Haiku 4.5 made our router 5x cheaper. The trade-off matters
Replacing Sonnet with Haiku in the dispatcher role cut our orchestration cost dramatically. It also cost us in two specific places I did not predict.
In this post (4 sections)
In a multi-agent system you have a router, sometimes called a dispatcher or supervisor, that classifies the user request and hands off to a specialist agent. Until recently I used Sonnet for this. It was overkill for classification but reliable. With Haiku 4.5, I tried demoting the role. The orchestration context for this is supervisor pattern versus handoffs; this post is specifically about the model you put in the routing seat.
The wins
Routing cost dropped about 5x. Latency to first hand-off dropped meaningfully, which matters because the router sits on the critical path of every single request. Haiku is fast, and the router's job (pick one of N categories with a confidence score) is squarely within its comfort zone. For the easy majority of requests, the cheaper model was indistinguishable from the expensive one.
The two places it cost us
First, ambiguous requests. When a request truly straddles two categories, Sonnet would notice the ambiguity and ask for clarification. Haiku tended to commit to one path, which then went off track downstream.

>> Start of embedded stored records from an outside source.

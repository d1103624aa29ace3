//! # API Facade
//!
//! [`StatdexApi`] is the single entry point for UI clients. It owns the
//! dataset snapshot loaded at startup and the location of the config
//! directory, and dispatches to the command layer.
//!
//! The facade normalizes inputs before they reach the pipeline:
//! - raw power-threshold text is coerced (non-numeric means no minimum),
//! - the requested page index is clamped into the existing pages.
//!
//! It returns structured [`CmdResult`]s and never prints.

use crate::commands::filter::{filter, parse_min_power, FilterCriteria};
use crate::commands::paginate::{PageSize, PageState};
use crate::commands::{self, query};
use crate::error::Result;
use crate::session::TableSession;
use crate::store::{Dataset, RecordSource};
use std::path::{Path, PathBuf};

pub struct StatdexApi {
    dataset: Dataset,
    config_dir: PathBuf,
}

impl StatdexApi {
    /// Loads the record collection once. A source that cannot be read
    /// leaves the API working over an empty table.
    pub fn open<S: RecordSource + ?Sized>(source: &S, config_dir: PathBuf) -> Self {
        Self::from_dataset(Dataset::load(source), config_dir)
    }

    pub fn from_dataset(dataset: Dataset, config_dir: PathBuf) -> Self {
        Self {
            dataset,
            config_dir,
        }
    }

    pub fn dataset(&self) -> &Dataset {
        &self.dataset
    }

    pub fn config_dir(&self) -> &Path {
        &self.config_dir
    }

    /// Warnings about the initial load: an unreadable source, or records
    /// that were skipped.
    pub fn load_messages(&self) -> Vec<CmdMessage> {
        let mut messages = Vec::new();
        if let Some(err) = self.dataset.load_error() {
            messages.push(CmdMessage::warning(err));
        }
        let rejected = self.dataset.rejected();
        if !rejected.is_empty() {
            messages.push(CmdMessage::warning(format!(
                "Skipped {} malformed record(s)",
                rejected.len()
            )));
            for r in rejected {
                messages.push(CmdMessage::info(format!("  entry {}: {}", r.position, r.reason)));
            }
        }
        messages
    }

    /// Computes one page of the table. `page.page_index` is clamped first.
    pub fn query(&self, criteria: &FilterCriteria, page: PageState) -> CmdResult {
        let records = self.dataset.records();
        let mut page = page;
        page.clamp(filter(records, criteria).len());
        CmdResult::default().with_table(query::run(records, criteria, page))
    }

    /// Like [`query`](Self::query), but takes the threshold as entered by the user.
    pub fn query_input(&self, name_query: &str, min_power: &str, page: PageState) -> CmdResult {
        let (threshold, warning) = parse_min_power(min_power);

        let criteria = FilterCriteria::new(name_query, threshold);
        let mut result = self.query(&criteria, page);
        result.messages.extend(warning);
        result
    }

    /// Starts an interactive session over the loaded records.
    pub fn session(&self, page_size: PageSize) -> TableSession<'_> {
        TableSession::new(self.dataset.records(), page_size)
    }

    pub fn config(&self, action: ConfigAction) -> Result<CmdResult> {
        commands::config::run(&self.config_dir, action)
    }
}

pub use crate::commands::config::ConfigAction;
pub use crate::commands::query::TableView;
pub use crate::commands::summarize::PowerRange;
pub use crate::commands::{CmdMessage, CmdResult, MessageLevel};
//! Core engine of slumberd
//!
//! Ties together:
//! - The policy check engine (ordered, first-hit-wins per tick)
//! - The standby controller (single owner of the OS sleep inhibition)
//! - The wake scheduler (hardware wake timers from configured schedules)
//! - The remote shutdown listener (UDP magic packets)
//! - Plugin policy evaluation

pub mod actions;
pub mod checks;
pub mod engine;
pub mod remote;
pub mod standby;
pub mod wake;

pub use engine::*;
pub use standby::*;
pub use wake::WakeScheduler;
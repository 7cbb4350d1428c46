//! Plugin discovery and per-tick evaluation

use crate::{ExecPlugin, PluginManifest, PolicyPlugin};
use slumber_api::Verdict;
use slumber_util::PluginGuid;
use std::collections::HashSet;
use std::path::Path;
use tracing::{debug, info, warn};

/// The set of loaded, activated plugins, in a stable evaluation order.
pub struct PluginRegistry {
    plugins: Vec<Box<dyn PolicyPlugin>>,
}

impl PluginRegistry {
    pub fn empty() -> Self {
        Self {
            plugins: Vec::new(),
        }
    }

    /// Scan the plugin root and load every activated plugin.
    ///
    /// Each immediate subdirectory is one load unit. A broken unit (missing
    /// or invalid manifest, bad GUID, missing executable) is logged and
    /// skipped. A GUID seen twice keeps its first directory.
    pub fn load(plugin_dir: &Path, active: &HashSet<PluginGuid>, lang: &str) -> Self {
        let mut registry = Self::empty();
        let mut seen = HashSet::new();

        let mut dirs: Vec<_> = match std::fs::read_dir(plugin_dir) {
            Ok(entries) => entries
                .filter_map(|e| e.ok())
                .map(|e| e.path())
                .filter(|p| p.is_dir())
                .collect(),
            Err(e) => {
                debug!(dir = %plugin_dir.display(), error = %e, "Plugin directory not readable");
                return registry;
            }
        };
        dirs.sort();

        for dir in dirs {
            let manifest = match PluginManifest::load(&dir) {
                Ok(m) => m,
                Err(e) => {
                    warn!(dir = %dir.display(), error = %e, "Skipping plugin: bad manifest");
                    continue;
                }
            };
            let guid = match manifest.parsed_guid() {
                Ok(g) => g,
                Err(e) => {
                    warn!(dir = %dir.display(), error = %e, "Skipping plugin: bad GUID");
                    continue;
                }
            };
            if !seen.insert(guid) {
                warn!(dir = %dir.display(), guid = %guid, "Skipping plugin: duplicate GUID");
                continue;
            }
            if !active.contains(&guid) {
                debug!(guid = %guid, "Plugin present but not activated");
                continue;
            }
            match ExecPlugin::from_manifest(&dir, &manifest, lang) {
                Ok(plugin) => {
                    info!(guid = %guid, name = plugin.name(), "Loaded plugin");
                    registry.plugins.push(Box::new(plugin));
                }
                Err(e) => {
                    warn!(dir = %dir.display(), error = %e, "Skipping plugin: load failed");
                }
            }
        }

        registry
    }

    pub fn len(&self) -> usize {
        self.plugins.len()
    }

    pub fn is_empty(&self) -> bool {
        self.plugins.is_empty()
    }

    pub fn names(&self) -> impl Iterator<Item = &str> {
        self.plugins.iter().map(|p| p.name())
    }

    /// Give settings-capable plugins a chance to persist their state.
    pub async fn shutdown(&self) {
        for plugin in &self.plugins {
            if !plugin.is_initialized() {
                continue;
            }
            if let Err(e) = plugin.save_settings().await {
                warn!(plugin = plugin.name(), error = %e, "Plugin settings save failed");
            }
        }
    }

    /// Run one tick of plugin policy: for each plugin in order, prepare,
    /// check, tear down. Teardown runs whether prepare and check succeeded
    /// or not. Evaluation stops at the first suspending verdict; a failing
    /// plugin abstains.
    pub async fn evaluate(&self) -> Option<Verdict> {
        for plugin in &self.plugins {
            let verdict = self.evaluate_one(plugin.as_ref()).await;
            if let Some(v) = verdict {
                if v.suspend {
                    return Some(v.attributed_to(plugin.name()));
                }
            }
        }
        None
    }

    async fn evaluate_one(&self, plugin: &dyn PolicyPlugin) -> Option<Verdict> {
        // Init-once, retried on the next tick if it fails.
        if !plugin.is_initialized() {
            if let Err(e) = plugin.initialize().await {
                warn!(plugin = plugin.name(), error = %e, "Plugin initialization failed");
                return None;
            }
            if let Err(e) = plugin.load_settings().await {
                warn!(plugin = plugin.name(), error = %e, "Plugin settings load failed");
            }
        }

        let verdict = match plugin.prepare().await {
            Ok(()) => match plugin.check().await {
                Ok(v) => Some(v),
                Err(e) => {
                    warn!(plugin = plugin.name(), error = %e, "Plugin check failed");
                    None
                }
            },
            Err(e) => {
                warn!(plugin = plugin.name(), error = %e, "Plugin prepare failed");
                None
            }
        };

        if let Err(e) = plugin.tear_down().await {
            warn!(plugin = plugin.name(), error = %e, "Plugin teardown failed");
        }

        verdict
    }
}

The cost of that wrong commitment was not in the routing call, it was in the specialist agent doing the wrong work, which is far more expensive. We added an explicit "ambiguous" output and rerouted those to Sonnet.
Second, novel requests outside our category set. Haiku would force-fit them into the closest category. Sonnet would notice they did not fit and escalate. We added a confidence threshold below which we re-classify with Sonnet. Both fixes share a shape: let the cheap model handle what it is good at, and give it a clean way to say "I am not sure" instead of guessing.

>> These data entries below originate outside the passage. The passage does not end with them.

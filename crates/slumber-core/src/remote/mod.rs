//! Remote shutdown over UDP magic packets

mod listener;
mod packet;

pub use listener::*;
pub use packet::*;
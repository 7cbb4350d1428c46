//! Platform abstraction for slumberd
//!
//! All OS power control goes through the [`PowerHost`] trait: sleep
//! inhibition, wake timers and power state transitions. One implementation
//! per platform backend, plus a mock for tests.

mod capabilities;
mod mock;
mod traits;

pub use capabilities::*;
pub use mock::*;
pub use traits::*;
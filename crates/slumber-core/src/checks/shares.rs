//! Network share access check

use async_trait::async_trait;
use slumber_api::Verdict;
use std::process::Stdio;
use tokio::process::Command;

use super::{CheckError, CheckResult, PolicyCheck};

/// Keeps the machine awake while any SMB client has a share open.
///
/// Parses `smbstatus -b` (brief listing, one connected session per line
/// after the header).
pub struct ShareCheck {
    command: String,
}

impl ShareCheck {
    pub fn new() -> Self {
        Self {
            command: "smbstatus".into(),
        }
    }

    #[cfg(test)]
    fn with_command(command: &str) -> Self {
        Self {
            command: command.into(),
        }
    }
}

impl Default for ShareCheck {
    fn default() -> Self {
        Self::new()
    }
}

#[async_trait]
impl PolicyCheck for ShareCheck {
    fn name(&self) -> &'static str {
        "shares"
    }

    async fn check(&mut self) -> CheckResult {
        let output = Command::new(&self.command)
            .arg("-b")
            .stdin(Stdio::null())
            .output()
            .await
            .map_err(|e| CheckError::CommandFailed {
                command: format!("{} -b", self.command),
                message: e.to_string(),
            })?;

        if !output.status.success() {
            return Err(CheckError::CommandFailed {
                command: format!("{} -b", self.command),
                message: String::from_utf8_lossy(&output.stderr).trim().to_string(),
            });
        }

        let stdout = String::from_utf8_lossy(&output.stdout);
        let sessions = count_sessions(&stdout);
        Ok(if sessions > 0 {
            Verdict::suspend(format!("{} SMB session(s) connected", sessions))
        } else {
            Verdict::allow()
        })
    }
}

/// Count session lines in brief smbstatus output.
///
/// The listing starts after a dashed separator line; every non-empty line
/// after it is one connected session.
fn count_sessions(output: &str) -> usize {
    output
        .lines()
        .skip_while(|line| !line.starts_with("----"))
        .skip(1)
        .filter(|line| !line.trim().is_empty())
        .count()
}
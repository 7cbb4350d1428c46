//! Plugin manifests

use crate::{PluginError, PluginResult};
use serde::{Deserialize, Serialize};
use slumber_util::PluginGuid;
use std::collections::BTreeMap;
use std::path::Path;

/// Parsed `manifest.toml` of one plugin directory
#[derive(Debug, Clone, Deserialize, Serialize)]
pub struct PluginManifest {
    /// Stable identity; duplicates across directories are rejected
    pub guid: String,

    /// Executable file name, relative to the plugin directory
    pub executable: String,

    /// Display name per language code
    #[serde(default)]
    pub name: BTreeMap<String, String>,

    /// Description per language code
    #[serde(default)]
    pub description: BTreeMap<String, String>,

    /// Author per language code
    #[serde(default)]
    pub author: BTreeMap<String, String>,
}

impl PluginManifest {
    pub fn load(dir: &Path) -> PluginResult<Self> {
        let content = std::fs::read_to_string(dir.join("manifest.toml"))?;
        let manifest: Self = toml::from_str(&content)?;
        Ok(manifest)
    }

    pub fn parsed_guid(&self) -> PluginResult<PluginGuid> {
        PluginGuid::parse(&self.guid).map_err(|_| PluginError::InvalidGuid(self.guid.clone()))
    }

    /// Display name in the requested language, falling back to English and
    /// then to any available entry.
    pub fn display_name(&self, lang: &str) -> &str {
        localized(&self.name, lang).unwrap_or("(unnamed plugin)")
    }

    pub fn display_description(&self, lang: &str) -> Option<&str> {
        localized(&self.description, lang)
    }

    pub fn display_author(&self, lang: &str) -> Option<&str> {
        localized(&self.author, lang)
    }
}

fn localized<'a>(map: &'a BTreeMap<String, String>, lang: &str) -> Option<&'a str> {
    map.get(lang)
        .or_else(|| map.get("en"))
        .or_else(|| map.values().next())
        .map(String::as_str)
}

#[cfg(test)]
mod tests {
    use super::*;

    fn manifest(toml_str: &str) -> PluginManifest {
        toml::from_str(toml_str).unwrap()
    }

    #[test]
    fn localization_fallback_chain() {
        let m = manifest(
            r#"
            guid = "6f2c4b4e-9a1d-4f3a-8c2e-0b5d7e6a1c9f"
            executable = "dlna-monitor"

            [name]
            en = "DLNA Monitor"
            de = "DLNA-Wächter"
        "#,
        );

        assert_eq!(m.display_name("de"), "DLNA-Wächter");
        assert_eq!(m.display_name("fr"), "DLNA Monitor");
    }

    #[test]
    fn first_entry_when_no_english() {
        let m = manifest(
            r#"
            guid = "6f2c4b4e-9a1d-4f3a-8c2e-0b5d7e6a1c9f"
            executable = "dlna-monitor"

            [name]
            de = "DLNA-Wächter"
        "#,
        );

        assert_eq!(m.display_name("fr"), "DLNA-Wächter");
    }

    #[test]
    fn empty_name_map() {
        let m = manifest(
            r#"
            guid = "6f2c4b4e-9a1d-4f3a-8c2e-0b5d7e6a1c9f"
            executable = "dlna-monitor"
        "#,
        );

        assert_eq!(m.display_name("en"), "(unnamed plugin)");
        assert!(m.display_description("en").is_none());
    }

    #[test]
    fn bad_guid_rejected() {
        let m = manifest(
            r#"
            guid = "nope"
            executable = "x"
        "#,
        );
        assert!(matches!(
            m.parsed_guid(),
            Err(PluginError::InvalidGuid(_))
        ));
    }

    #[test]
    fn load_from_directory() {
        let dir = tempfile::tempdir().unwrap();
        std::fs::write(
            dir.path().join("manifest.toml"),
            r#"
            guid = "6f2c4b4e-9a1d-4f3a-8c2e-0b5d7e6a1c9f"
            executable = "check"

            [name]
            en = "Test Plugin"
        "#,
        )
        .unwrap();

        let m = PluginManifest::load(dir.path()).unwrap();
        assert_eq!(m.executable, "check");
        assert_eq!(m.display_name("en"), "Test Plugin");
    }
}
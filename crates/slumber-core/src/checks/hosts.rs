//! Monitored-host reachability check

use async_trait::async_trait;
use slumber_api::Verdict;
use std::time::Duration;
use tokio::net::TcpStream;
use tracing::debug;

use super::{CheckResult, PolicyCheck};

/// Keeps the machine awake while any of the configured hosts answers a
/// TCP connect probe.
///
/// A plain connect needs no privileges, unlike an ICMP echo. The default
/// probe port is the SMB port since the monitored hosts are typically the
/// same machines that mount this one's shares.
pub struct HostReachableCheck {
    hosts: Vec<String>,
    probe_port: u16,
    timeout: Duration,
}

impl HostReachableCheck {
    pub fn new(hosts: Vec<String>, probe_port: u16, timeout: Duration) -> Self {
        Self {
            hosts,
            probe_port,
            timeout,
        }
    }

    async fn probe(&self, host: &str) -> bool {
        let addr = format!("{}:{}", host, self.probe_port);
        match tokio::time::timeout(self.timeout, TcpStream::connect(&addr)).await {
            Ok(Ok(_)) => true,
            Ok(Err(e)) => {
                debug!(host = host, error = %e, "Host probe refused");
                false
            }
            Err(_) => {
                debug!(host = host, "Host probe timed out");
                false
            }
        }
    }
}

#[async_trait]
impl PolicyCheck for HostReachableCheck {
    fn name(&self) -> &'static str {
        "hosts"
    }

    async fn check(&mut self) -> CheckResult {
        for host in &self.hosts {
            if self.probe(host).await {
                return Ok(Verdict::suspend(format!("Host '{}' is reachable", host)));
            }
        }
        Ok(Verdict::allow())
    }
}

The pattern: tier by confidence, not request type
The generalisable lesson is to tier model selection by confidence, not by request type. Cheap and fast for the easy 90%, smart and slow for the ambiguous 10% that the cheap model itself flags. The key design move is giving the cheap model an explicit escape hatch, an "ambiguous" label or a confidence score, so it routes its own uncertainty upward instead of masking it with a confident wrong answer.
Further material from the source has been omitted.